Khaja moin
Khaja moin

Reputation: 21

how to implement session tracking for jsp pages

I have using jsp technology in my project.I want to do session tracking in my login form. After logout when i press back button it should be show session is expired.Please help me.

Upvotes: 1

Views: 5200

Answers (2)

darioo
darioo

Reputation: 47183

First, session creation and destruction:

Use HttpSessionListener.

Implement sessionCreated(HttpSessionEvent se) with an output telling you that a session has been created.

Implement sessionDestroyed(HttpSessionEvent se) with an output telling you that a session has been destroyed. That is, a user has logged off, or user's session has expired.

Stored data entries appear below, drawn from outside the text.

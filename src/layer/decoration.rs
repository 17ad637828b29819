//! External decorations drawn around the balloon.
//!
//! Decorations use fixed brand colors, except initials which follow the
//! detail color.

use super::{DrawFn, Element, LayerKind, LayerRule, Paint, RenderContext};
use crate::projection::Decoration;

const RULES: &[(Decoration, DrawFn)] = &[
    (Decoration::Ribbons, draw_ribbons),
    (Decoration::Bows, draw_bows),
    (Decoration::Confetti, draw_confetti),
    (Decoration::Initials, draw_initials),
    (Decoration::Neon, draw_neon),
];

const FALLBACK: DrawFn = draw_nothing;

const RIBBON_COLOR: &str = "#000066";
const BOW_COLOR: &str = "#3366cc";
const CONFETTI_COLOR: &str = "#cc3333";
const NEON_CYAN: &str = "#00ffff";
const NEON_MAGENTA: &str = "#ff00ff";

/// Draws the decoration selected by the outfit.
#[derive(Debug, Clone, Copy, PartialEq, Eq)]
pub struct DecorationRule {
    pub decoration: Decoration,
}

impl DecorationRule {
    pub fn new(decoration: Decoration) -> Self {
        Self { decoration }
    }

    fn draw_fn(&self) -> DrawFn {
        RULES
            .iter()
            .find(|(decoration, _)| *decoration == self.decoration)
            .map_or(FALLBACK, |(_, f)| *f)
    }
}

impl LayerRule for DecorationRule {
    fn kind(&self) -> LayerKind {
        LayerKind::Decoration
    }

    fn draw(&self, ctx: &mut RenderContext<'_>) {
        (self.draw_fn())(ctx);
    }
}

fn draw_ribbons(ctx: &mut RenderContext<'_>) {
    for d in ["M20 40 L25 40", "M75 40 L80 40", "M50 10 L50 15"] {
        ctx.push(LayerKind::Decoration, "ribbons", Element::path(d), Paint::stroke(RIBBON_COLOR, 2.0));
    }
}

fn draw_bows(ctx: &mut RenderContext<'_>) {
    for d in ["M50 10 C60 20 70 20 80 30", "M50 10 C40 20 30 20 20 30"] {
        ctx.push(LayerKind::Decoration, "bows", Element::path(d), Paint::outline(BOW_COLOR, 1.5));
    }
}

fn draw_confetti(ctx: &mut RenderContext<'_>) {
    ctx.push(
        LayerKind::Decoration,
        "confetti",
        Element::circle(50.0, 10.0, 5.0),
        Paint::fill(CONFETTI_COLOR),
    );
    for d in ["M45 10 L35 5", "M55 10 L65 5"] {
        ctx.push(LayerKind::Decoration, "confetti", Element::path(d), Paint::stroke(CONFETTI_COLOR, 1.0));
    }
}

fn draw_initials(ctx: &mut RenderContext<'_>) {
    let text = Element::Text {
        x: 50.0,
        y: 40.0,
        font_size: 10.0,
        content: ctx.initials.to_string(),
    };
    let paint = Paint::fill(ctx.colors.detail.clone());
    ctx.push(LayerKind::Decoration, "initials", text, paint);
}

fn draw_neon(ctx: &mut RenderContext<'_>) {
    ctx.push(
        LayerKind::Decoration,
        "neon",
        Element::path("M25 40 L20 30 L25 20 L20 10"),
        Paint::stroke(NEON_CYAN, 1.0),
    );
    ctx.push(
        LayerKind::Decoration,
        "neon",
        Element::path("M75 40 L80 30 L75 20 L80 10"),
        Paint::stroke(NEON_MAGENTA, 1.0),
    );
}

fn draw_nothing(_ctx: &mut RenderContext<'_>) {}

#[cfg(test)]
mod tests {
    use super::*;
    use crate::color::{ColorContext, Theme, ThemedColors};

    fn draw_with(decoration: Decoration, ctx: &ColorContext) -> Vec<crate::layer::Fragment> {
        let colors = ThemedColors::new("#ffffff", "#000000", ctx);
        let mut render = RenderContext::new(colors, "Jo");
        DecorationRule::new(decoration).draw(&mut render);
        render.into_fragments()
    }

    fn draw(decoration: Decoration) -> Vec<crate::layer::Fragment> {
        draw_with(decoration, &ColorContext::default())
    }

    #[test]
    fn fragment_counts_per_decoration() {
        assert_eq!(draw(Decoration::Ribbons).len(), 3);
        assert_eq!(draw(Decoration::Bows).len(), 2);
        assert_eq!(draw(Decoration::Confetti).len(), 3);
        assert_eq!(draw(Decoration::Initials).len(), 1);
        assert_eq!(draw(Decoration::Neon).len(), 2);
        assert!(draw(Decoration::None).is_empty());
    }

    #[test]
    fn initials_follow_detail_color_and_owner() {
        let light = ColorContext::new(Theme::Light, true);
        let fragments = draw_with(Decoration::Initials, &light);

        assert_eq!(fragments[0].paint.fill.as_deref(), Some("#4c4c4c"));
        assert!(matches!(
            &fragments[0].element,
            Element::Text { content, x, y, .. } if content == "Jo" && *x == 50.0 && *y == 40.0
        ));
    }

    #[test]
    fn fixed_colors_ignore_theme() {
        let light = ColorContext::new(Theme::Light, true);
        let neon = draw_with(Decoration::Neon, &light);
        assert_eq!(neon[0].paint.stroke.as_deref(), Some("#00ffff"));
        assert_eq!(neon[1].paint.stroke.as_deref(), Some("#ff00ff"));
    }
}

Now, the middle part. Use a filter, with a corresponding web.xml entry of *.jsp for that filter. Inside of your filter, use doFilter(ServletRequest request, ServletResponse response, FilterChain chain). Cast ServletRequest to HttpServletRequest. Using that request you'll have many methods that you can use for session tracking. User's credentials, visiting URL, basically everything that could be of interest.

Upvotes: 0

BalusC
BalusC

Reputation: 1108712

You don't need to do it manually. The servletcontainer will do it for you. You can access the tracked session by HttpServletRequest#getSession(). All you need to do is to put the logged-in user as a session attribute.

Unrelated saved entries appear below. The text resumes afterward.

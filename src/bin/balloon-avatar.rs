use std::{
    fs::File,
    io::{BufReader, Read as _},
    path::{Path, PathBuf},
};

use anyhow::Context as _;
use balloon_avatar::{
    Animation, AvatarConfig, AvatarOwner, ColorContext, MotionProfile, RenderOptions, SizeClass,
    Theme, legacy, render_config, render_gallery,
};
use clap::{Parser, Subcommand, ValueEnum};
use tracing_subscriber::EnvFilter;

#[derive(Parser, Debug)]
#[command(name = "balloon-avatar", version)]
struct Cli {
    #[command(subcommand)]
    cmd: Command,
}

#[derive(Subcommand, Debug)]
enum Command {
    /// Render a stored avatar configuration.
    Render(RenderArgs),
    /// Print the motion profile for an animation tag as JSON.
    Motion(MotionArgs),
    /// Render every gallery preset as SVG files.
    Gallery(GalleryArgs),
}

#[derive(Parser, Debug)]
struct RenderArgs {
    /// Configuration JSON. Reads stdin when omitted; malformed input renders the default avatar.
    #[arg(long = "in")]
    in_path: Option<PathBuf>,

    /// Render options JSON. Flags below override its values.
    #[arg(long)]
    options: Option<PathBuf>,

    #[arg(long, value_enum)]
    theme: Option<Theme>,

    #[arg(long, value_enum)]
    size: Option<SizeClass>,

    /// Disable theme-aware color muting.
    #[arg(long)]
    no_theme: bool,

    /// Owner display name, used for the initials decoration.
    #[arg(long)]
    username: Option<String>,

    /// Owner title, scanned for the veteran marker.
    #[arg(long)]
    title: Option<String>,

    #[arg(long, value_enum, default_value_t = OutputFormat::Svg)]
    format: OutputFormat,

    /// Output path. Text formats go to stdout when omitted.
    #[arg(long)]
    out: Option<PathBuf>,
}

#[derive(Clone, Copy, Debug, ValueEnum)]
enum OutputFormat {
    Svg,
    DataUri,
    Png,
}

#[derive(Parser, Debug)]
struct MotionArgs {
    /// Animation tag; unknown tags resolve to idle.
    animation: String,

    /// Also print the sampled transform at this many seconds.
    #[arg(long)]
    at: Option<f64>,
}

#[derive(Parser, Debug)]
struct GalleryArgs {
    /// Output directory.
    #[arg(long)]
    out: PathBuf,

    #[arg(long, value_enum, default_value_t = Theme::Dark)]
    theme: Theme,
}

fn main() -> anyhow::Result<()> {
    tracing_subscriber::fmt()
        .with_env_filter(EnvFilter::from_default_env())
        .with_writer(std::io::stderr)
        .init();

    let cli = Cli::parse();
    match cli.cmd {
        Command::Render(args) => cmd_render(args),
        Command::Motion(args) => cmd_motion(args),
        Command::Gallery(args) => cmd_gallery(args),
    }
}

fn read_options(path: Option<&Path>) -> anyhow::Result<RenderOptions> {
    let Some(path) = path else {
        return Ok(RenderOptions::default());
    };
    let f = File::open(path).with_context(|| format!("open options '{}'", path.display()))?;
    let options = serde_json::from_reader(BufReader::new(f)).with_context(|| "parse options JSON")?;
    Ok(options)
}

fn read_config(path: Option<&Path>) -> anyhow::Result<AvatarConfig> {
    let json = match path {
        Some(path) => std::fs::read_to_string(path)
            .with_context(|| format!("read configuration '{}'", path.display()))?,
        None => {
            let mut buf = String::new();
            std::io::stdin()
                .read_to_string(&mut buf)
                .with_context(|| "read configuration from stdin")?;
            buf
        }
    };
    Ok(AvatarConfig::load_or_default(Some(&json)))
}

fn cmd_render(args: RenderArgs) -> anyhow::Result<()> {
    let config = read_config(args.in_path.as_deref())?;

    let mut options = read_options(args.options.as_deref())?;
    if let Some(theme) = args.theme {
        options.theme = theme;
    }
    if let Some(size) = args.size {
        options.size = size;
    }
    if args.no_theme {
        options.theme_aware = false;
    }

    let owner = args
        .username
        .map(|username| AvatarOwner::new(username, args.title));
    let frame = render_config(&config, owner.as_ref(), &options);

    match args.format {
        OutputFormat::Svg => write_text(args.out.as_deref(), &frame.to_svg()),
        OutputFormat::DataUri => write_text(args.out.as_deref(), &legacy::to_data_uri(&frame)),
        OutputFormat::Png => {
            let out = args.out.context("--out is required for png output")?;
            let png = frame.to_png()?;
            std::fs::write(&out, png).with_context(|| format!("write png '{}'", out.display()))?;
            eprintln!("wrote {}", out.display());
            Ok(())
        }
    }
}

fn cmd_motion(args: MotionArgs) -> anyhow::Result<()> {
    let profile = MotionProfile::for_animation(&Animation::from(args.animation));
    println!("{}", serde_json::to_string_pretty(&profile)?);

    if let Some(at) = args.at {
        println!("{}", profile.sample(at).to_svg_transform());
    }
    Ok(())
}

fn cmd_gallery(args: GalleryArgs) -> anyhow::Result<()> {
    std::fs::create_dir_all(&args.out)
        .with_context(|| format!("create output dir '{}'", args.out.display()))?;

    let ctx = ColorContext::new(args.theme, true);
    for (index, (label, frame)) in render_gallery(&ctx).into_iter().enumerate() {
        let path = args
            .out
            .join(format!("{index:02}-{}.svg", label.to_lowercase()));
        std::fs::write(&path, frame.to_svg())
            .with_context(|| format!("write svg '{}'", path.display()))?;
    }

    eprintln!("wrote gallery to {}", args.out.display());
    Ok(())
}

fn write_text(out: Option<&Path>, text: &str) -> anyhow::Result<()> {
    match out {
        Some(path) => {
            std::fs::write(path, text).with_context(|| format!("write '{}'", path.display()))?;
            eprintln!("wrote {}", path.display());
        }
        None => println!("{text}"),
    }
    Ok(())
}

request.getSession().setAttribute("user", user);

Let the rest of your code intercept on that. You usually use a Filter for this.

if (request.getSession().getAttribute("user") == null) {
    // Not logged in. Redirect to login page.
    response.sendRedirect("login.jsp");
} else {
    // Logged in. Just continue request.
    chain.doFilter(request, response);
}

When you invoke the logout, just remove the user from the session.

request.getSession().removeAttribute("user");

The servletcontainer will manage the session expiration as well. When it expires, then the HttpSession will simply be trashed, including all of its attribtues.

As to the back button question, just instruct the client to not cache the response so that it's forced to fire a brand new request which would then be passed through the Filter. This client instruction needs to happen by setting the response headers accordingly. That could be done in a Filter as well.

response.setHeader("Cache-Control", "no-cache, no-store, must-revalidate"); // HTTP 1.1.
response.setHeader("Pragma", "no-cache"); // HTTP 1.0.
response.setDateHeader("Expires", 0); // Proxies.